In this paper we present *POWER: Parallel optimizations with executable rewriting*, a tool that transforms sequential binary executables into parallel ones, using a hybrid of static and dynamic analysis techniques. The POWER tool chain captures run-time profiles over test executions of the code and then analyzes them offline to determine potential parallelizations of basic blocks. POWER is designed to make some parallelization easily exploitable, without requiring additional development time to understand and parallelize the code.

POWER is designed with three principle goals::

*Generality*: The parallelized binary should run on all operating systems and architectures on which the original serial binary ran.

*Transparency*: In many situations, the application source code will not be available. POWER must not require source code or any changes in underlying execution environment like OS or hardware.

*Performance*: POWER must exploit more parallelisms than other tools, to give improved performance for the application.

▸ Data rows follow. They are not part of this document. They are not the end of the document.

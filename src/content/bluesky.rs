use std::sync::Arc;
use std::time::Duration;

use async_trait::async_trait;
use html_escape::{encode_double_quoted_attribute, encode_text};
use serde_json::Value;
use thiserror::Error;
use url::Url;

use super::{EnrichedPost, Enricher};
use crate::storage::parse_count;
use crate::util::{host_matches, RateLimiter};

const REQUEST_TIMEOUT: Duration = Duration::from_secs(10);
const MAX_RESPONSE_SIZE: u64 = 2 * 1024 * 1024; // 2MB

#[derive(Debug, Error)]
pub enum EnrichError {
    #[error("Request timed out after 10s")]
    Timeout,
    #[error("Network error: {0}")]
    Network(#[from] reqwest::Error),
    #[error("HTTP error: status {0}")]
    HttpStatus(u16),
    #[error("Response too large")]
    ResponseTooLarge,
    #[error("Invalid API URL: {0}")]
    InvalidUrl(#[from] url::ParseError),
    #[error("Malformed response: {0}")]
    Decode(#[from] serde_json::Error),
    #[error("Handle {0} did not resolve to a DID")]
    UnresolvedHandle(String),
}

/// Split a `bsky.app/profile/{handle}/post/{rkey}` link.
pub fn parse_post_link(link: &str) -> Option<(String, String)> {
    if !host_matches(link, "bsky.app") {
        return None;
    }
    let url = Url::parse(link.trim()).ok()?;
    let parts: Vec<&str> = url.path_segments()?.filter(|s| !s.is_empty()).collect();
    match parts.as_slice() {
        ["profile", handle, "post", rkey, ..] => Some(((*handle).to_owned(), (*rkey).to_owned())),
        _ => None,
    }
}

/// Enriches Bluesky post links through the public AppView API.
#[derive(Debug, Clone)]
pub struct BlueskyEnricher {
    client: reqwest::Client,
    base_url: String,
    limiter: Arc<RateLimiter>,
}

impl BlueskyEnricher {
    /// `base_url` is the XRPC root, e.g. `https://public.api.bsky.app/xrpc`.
    pub fn new(client: reqwest::Client, base_url: &str, limiter: Arc<RateLimiter>) -> Self {
        Self {
            client,
            base_url: base_url.trim_end_matches('/').to_owned(),
            limiter,
        }
    }

    async fn fetch_thread(&self, handle: &str, rkey: &str) -> Result<Value, EnrichError> {
        let resolved = self
            .get_json("com.atproto.identity.resolveHandle", &[("handle", handle)])
            .await?;
        let did = resolved
            .get("did")
            .and_then(Value::as_str)
            .filter(|did| !did.is_empty())
            .ok_or_else(|| EnrichError::UnresolvedHandle(handle.to_owned()))?;

        let uri = format!("at://{did}/app.bsky.feed.post/{rkey}");
        self.get_json("app.bsky.feed.getPostThread", &[("uri", uri.as_str())])
            .await
    }

    async fn get_json(&self, method: &str, params: &[(&str, &str)]) -> Result<Value, EnrichError> {
        let url = Url::parse_with_params(&format!("{}/{}", self.base_url, method), params)?;

        self.limiter.acquire().await;
        let response = tokio::time::timeout(REQUEST_TIMEOUT, self.client.get(url).send())
            .await
            .map_err(|_| EnrichError::Timeout)?
            .map_err(EnrichError::Network)?;

        if !response.status().is_success() {
            return Err(EnrichError::HttpStatus(response.status().as_u16()));
        }
        if response
            .content_length()
            .is_some_and(|len| len > MAX_RESPONSE_SIZE)
        {
            return Err(EnrichError::ResponseTooLarge);
        }

        let bytes = response.bytes().await?;
        if bytes.len() as u64 > MAX_RESPONSE_SIZE {
            return Err(EnrichError::ResponseTooLarge);
        }
        Ok(serde_json::from_slice(&bytes)?)
    }
}

#[async_trait]
impl Enricher for BlueskyEnricher {
    async fn fetch_summary(&self, link: &str) -> Option<EnrichedPost> {
        let (handle, rkey) = parse_post_link(link)?;
        match self.fetch_thread(&handle, &rkey).await {
            Ok(raw) => Some(post_from_thread(raw)),
            Err(e) => {
                tracing::debug!(link = %link, error = %e, "Bluesky lookup failed, keeping feed summary");
                None
            }
        }
    }
}

fn text_field(value: &Value, key: &str) -> Option<String> {
    value
        .get(key)
        .and_then(Value::as_str)
        .map(str::trim)
        .filter(|s| !s.is_empty())
        .map(str::to_owned)
}

fn post_from_thread(raw: Value) -> EnrichedPost {
    let post = &raw["thread"]["post"];
    let author = &post["author"];
    let author_handle = text_field(author, "handle");
    let author_display = text_field(author, "displayName").or_else(|| author_handle.clone());

    let rendered = render_summary(&raw);
    EnrichedPost {
        summary_html: if rendered.is_empty() {
            raw.to_string()
        } else {
            rendered
        },
        like_count: parse_count(&post["likeCount"]),
        author_avatar: text_field(author, "avatar"),
        author_handle,
        author_display,
        raw,
    }
}

/// Render a `getPostThread` response as summary HTML: the post text, any
/// attached images and an engagement line.
pub fn render_summary(thread: &Value) -> String {
    let post = &thread["thread"]["post"];
    if !post.is_object() {
        return String::new();
    }
    let record = &post["record"];
    let text = record["text"].as_str().unwrap_or_default();

    let mut parts = Vec::new();
    if !text.is_empty() {
        parts.push(format!("<div>{}</div>", encode_text(text).replace('\n', "<br/>")));
    }

    let embed = [&post["embed"], &record["embed"]]
        .into_iter()
        .find(|e| e.is_object());
    let images: String = embed
        .filter(|e| {
            e["$type"]
                .as_str()
                .is_some_and(|t| t.starts_with("app.bsky.embed.images"))
        })
        .and_then(|e| e["images"].as_array())
        .into_iter()
        .flatten()
        .filter_map(|img| {
            let src = text_field(img, "fullsize").or_else(|| text_field(img, "thumb"))?;
            let alt = img["alt"].as_str().unwrap_or_default();
            Some(format!(
                "<div><img src=\"{}\" alt=\"{}\" style=\"max-width:100%;height:auto;\"/></div>",
                encode_double_quoted_attribute(&src),
                encode_double_quoted_attribute(alt)
            ))
        })
        .collect();
    if !images.is_empty() {
        parts.push(images);
    }

    let count = |key: &str| parse_count(&post[key]).unwrap_or(0);
    parts.push(format!(
        "<div><small>Replies: {} · Reposts: {} · Likes: {} · Quotes: {}</small></div>",
        count("replyCount"),
        count("repostCount"),
        count("likeCount"),
        count("quoteCount")
    ));
    parts.join("\n")
}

We believe that POWER offers a significant improvement over current auto-parallelization techniques, as follows:

- Exploitation of basic block level parallelism using dynamic profiles
- Profile driven auto-parallelization using a hybrid technique (static/dynamic)
- A source-free, binary only approach to parallelism

One of our key innovations is to explore parallelism at



Figure 1: POWER Architecture Overview: POWER takes in an unmodified serial binary, profiles it, analyzes the static program structure in conjunction with the dynamic profile information, then rewrites the binary to expose basic block-level parallelism

the basic block level, based on profiles collected during program execution. The intuition behind parallelism at the basic block granularity is that most parallelism hot spots occur in loops, recursions, and similar structures. A basic block representation provides natural boundaries for detecting parallelism candidates, as loop/function recursions all start with a jump instruction to the head of a basic block. Basic block level parallelism, introduces a new level of granularity between instruction level and task-level parallelism.

During program execution, POWER collects both data and control flow profiles. By generating data dependency profiles, we are able to observe actual data-dependence as the program executes. Static parallelizers, however, are limited in their applicability because of pointer aliasing problems. Using these profiles simplifies aliasing concerns and provides us with additional candidates for parallelism.

Operating purely at the binary level allows us to present a generic solution that can be applied irrespective of the language/compiler of the target application. Our approach can optimize applications regardless of the availability of their source code, a potentially valuable feature when supporting legacy systems.

# 2 POWER: A profile-guided autoparallelization system for executables

Our approach is a hybrid of static and profile guided approaches, and is presented in Figure 1. POWER utilizes information gathered by running the target program several times on representative inputs, generating a number of profiles. After generating profiles, we use a novel combination of the apriori algorithm [1] and Djikstra's shortest path algorithm to identify sets of basic blocks that can be parallelized. Next, we analyze potential parallel schedules based on hot spots and load balancing constraints. Finally, we propose to apply the parallelizations determined above to the binary and verify the correctness of the rewritten binary. Unlike classical compiler approaches, where transforms must to be correct under all conditions, our transforms are somewhat optimistic, and they fallback to the original code in case the actual execution doesn't match the profile. This is similar to optimistic optimization approaches where code segments are executed out of order on an otherwise idle processor and the results are flushed if a dependency arises later. This section gives a detailed view of the work flow of POWER. Later in sec. 3, we explain the working of the tool-chain using an example.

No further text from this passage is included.